The Bernie Sanders campaign said Sunday that it has raised $20 million for the month of January from a record-setting number of small donors. The news comes just one day before the Iowa caucuses in which the Vermont senator is in a neck-and-neck race with national front-runner Hillary Clinton.

The campaign says that more than 770,000 individuals contributed over the month with an average of $27 per contribution, putting donations past the 3.2 million mark, according to USA Today. The campaign also said that 99.9 percent of the donors gave less than the maximum limit, making them eligible to contribute more later in the race.

The Sanders camp immediately sought to compare their fundraising feat to Clinton's efforts, saying, "Working Americans chipping in a few dollars each month are not only challenging but beating the greatest fundraising machine ever assembled," The Hill reported.

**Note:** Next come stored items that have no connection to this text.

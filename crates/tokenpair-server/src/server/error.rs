//! Mapping of protocol failures onto HTTP responses.

use axum::Json;
use axum::extract::rejection::JsonRejection;
use axum::http::StatusCode;
use axum::response::{IntoResponse, Response};
use serde_json::json;
use tracing::error;

use crate::session::AuthError;

#[derive(Debug, thiserror::Error)]
pub enum ApiError {
    #[error("Missing or malformed bearer token")]
    MissingBearer,

    /// Body was not JSON or did not match the request shape.
    #[error("Invalid request body: {0}")]
    InvalidBody(String),

    #[error(transparent)]
    Auth(#[from] AuthError),
}

impl From<JsonRejection> for ApiError {
    fn from(rejection: JsonRejection) -> Self {
        Self::InvalidBody(rejection.body_text())
    }
}

impl ApiError {
    pub const fn status(&self) -> StatusCode {
        match self {
            Self::MissingBearer => StatusCode::UNAUTHORIZED,
            Self::InvalidBody(_) => StatusCode::BAD_REQUEST,
            Self::Auth(e) => match e {
                AuthError::InvalidIdentity | AuthError::InvalidRefreshToken => {
                    StatusCode::BAD_REQUEST
                }
                AuthError::IdentityNotFound => StatusCode::NOT_FOUND,
                AuthError::InvalidAccessToken | AuthError::WrongUserAgent => {
                    StatusCode::UNAUTHORIZED
                }
                AuthError::NotUnique => StatusCode::CONFLICT,
                AuthError::TokenGenerationFailed | AuthError::Storage(_) => {
                    StatusCode::INTERNAL_SERVER_ERROR
                }
            },
        }
    }
}

impl IntoResponse for ApiError {
    fn into_response(self) -> Response {
        let status = self.status();
        let message = if status.is_server_error() {
            error!(error = %self, "Request failed");
            "Internal server error".to_string()
        } else {
            self.to_string()
        };
        (status, Json(json!({ "error": message }))).into_response()
    }
}

#[cfg(test)]
#[allow(clippy::panic, clippy::expect_used, clippy::unwrap_used)]
mod tests {
    use tokenpair_core::db::DatabaseError;

    use super::*;

    #[test]
    fn status_mapping() {
        let cases = [
            (ApiError::MissingBearer, StatusCode::UNAUTHORIZED),
            (
                ApiError::InvalidBody("missing field `guid`".into()),
                StatusCode::BAD_REQUEST,
            ),
            (AuthError::InvalidIdentity.into(), StatusCode::BAD_REQUEST),
            (AuthError::IdentityNotFound.into(), StatusCode::NOT_FOUND),
            (AuthError::InvalidAccessToken.into(), StatusCode::UNAUTHORIZED),
            (AuthError::InvalidRefreshToken.into(), StatusCode::BAD_REQUEST),
            (AuthError::WrongUserAgent.into(), StatusCode::UNAUTHORIZED),
            (AuthError::NotUnique.into(), StatusCode::CONFLICT),
            (
                AuthError::TokenGenerationFailed.into(),
                StatusCode::INTERNAL_SERVER_ERROR,
            ),
            (
                AuthError::Storage(DatabaseError::Query("boom".into())).into(),
                StatusCode::INTERNAL_SERVER_ERROR,
            ),
        ];

        for (err, expected) in cases {
            assert_eq!(err.status(), expected, "{err}");
        }
    }

    #[tokio::test]
    async fn client_errors_render_message() {
        let resp = ApiError::InvalidBody("missing field `guid`".into()).into_response();
        assert_eq!(resp.status(), StatusCode::BAD_REQUEST);

        let body = axum::body::to_bytes(resp.into_body(), usize::MAX)
            .await
            .unwrap();
        let json: serde_json::Value = serde_json::from_slice(&body).unwrap();
        assert!(json["error"].as_str().unwrap().contains("guid"));
    }

    #[tokio::test]
    async fn server_errors_hide_details() {
        let err: ApiError = AuthError::Storage(DatabaseError::Query("secret detail".into())).into();
        let resp = err.into_response();
        assert_eq!(resp.status(), StatusCode::INTERNAL_SERVER_ERROR);

        let body = axum::body::to_bytes(resp.into_body(), usize::MAX)
            .await
            .unwrap();
        let json: serde_json::Value = serde_json::from_slice(&body).unwrap();
        assert_eq!(json["error"], "Internal server error");
    }
}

"As Secretary Clinton holds high-dollar fundraisers with the nation's financial elite, our supporters have stepped up in a way that allows Bernie to spend the critical days before the caucuses talking to Iowans about his plans to fix a rigged economy and end a corrupt system of campaign finance," campaign manager Jeff Weaver said, according to Politico.

The Sanders campaign had a different message about fundraising on Friday -- that they had done absolutely none for super PACs. In a tweet, they showed the stark lack of super PAC fundraising they had done.

In a follow up statement, the campaign elaborated on why that figure is important.

"Bernie doesn't want billionaires' money. He doesn't have a super PAC," campaign spokesman Michael Briggs said in a statement. "He believes you can't fix a rigged economy by taking part in the corrupt campaign finance system in which politicians take unlimited sums of money from Wall Street and other powerful special interests and then pretend it doesn't influence them."